Analysis of the effects of chitosan on inflammation, angiogenesis, fibroplasia, and collagen deposition in polyvinyl alcohol sponge implants in rat wounds.

Chitosan is a large molecular weight, positively charged polysaccharide extracted and purified from the chitin of crab shells. This compound has been shown to have hemostatic activity and has been suggested for use as a topical agent in tissue repair. The objective of this study was to analyze the effect of chitosan on the wound healing response to a standardized injury in the rat. The polyvinyl alcohol sponge implant model was used as a means to deliver either chitosan or its vehicle to a standardized subcutaneous wound on the backs of Sprague-Dawley rats. On days 8 and 14, the chitosan-treated implants contained primarily polymorphonuclear leukocytes compared with the vehicle controls which contained mainly macrophages, fibroblasts, collagen, and new blood vessels.

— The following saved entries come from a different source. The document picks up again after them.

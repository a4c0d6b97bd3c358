// file: src/utils/validation.rs
// description: input validation for identifiers, limits and endpoints
// reference: input validation patterns

use crate::error::{ApiError, Result};
use lazy_static::lazy_static;
use regex::Regex;

lazy_static! {
    static ref ISSUE_KEY: Regex =
        Regex::new(r"^[A-Za-z][A-Za-z0-9_]*-[0-9]+$").expect("ISSUE_KEY regex is valid");
    static ref PROJECT_KEY: Regex =
        Regex::new(r"^[A-Za-z][A-Za-z0-9_]*$").expect("PROJECT_KEY regex is valid");
}

pub struct Validator;

impl Validator {
    pub fn validate_url(url: &str) -> Result<()> {
        if !url.starts_with("http://") && !url.starts_with("https://") {
            return Err(ApiError::Validation(format!(
                "Invalid URL format: {}",
                url
            )));
        }
        reqwest::Url::parse(url)
            .map_err(|e| ApiError::Validation(format!("Invalid URL {}: {}", url, e)))?;
        Ok(())
    }

    pub fn normalize_base_url(url: &str) -> String {
        url.trim().trim_end_matches('/').to_string()
    }

    pub fn validate_limit(limit: usize) -> Result<()> {
        if limit == 0 {
            return Err(ApiError::Validation(
                "limit must be greater than 0".to_string(),
            ));
        }
        Ok(())
    }

    /// Page ids are numeric content ids.
    pub fn validate_page_id(id: &str) -> Result<()> {
        if id.is_empty() || !id.chars().all(|c| c.is_ascii_digit()) {
            return Err(ApiError::Validation(format!(
                "Invalid page id: {:?}",
                id
            )));
        }
        Ok(())
    }

    pub fn validate_issue_key(key: &str) -> Result<()> {
        if !ISSUE_KEY.is_match(key) {
            return Err(ApiError::Validation(format!(
                "Invalid issue key: {:?}",
                key
            )));
        }
        Ok(())
    }

    pub fn is_project_key(key: &str) -> bool {
        PROJECT_KEY.is_match(key)
    }

    pub fn validate_query(query: &str) -> Result<()> {
        if query.trim().is_empty() {
            return Err(ApiError::Validation("Query is empty".to_string()));
        }
        Ok(())
    }

    pub fn truncate_text(text: &str, max_chars: usize) -> String {
        match text.char_indices().nth(max_chars) {
            Some((idx, _)) => format!("{}...", &text[..idx]),
            None => text.to_string(),
        }
    }
}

High-performance liquid chromatography analysis for hydroxy-L-proline deposited in the sponge implants showed significantly lower amounts on both days 8 and 14 in the chitosan treatment group. These histologic and biochemical studies suggest that chitosan modulates wound healing by first reducing the influx of activated tissue macrophages, which in turn reduces the subsequent events of angiogenesis, fibroplasia, and connective tissue deposition.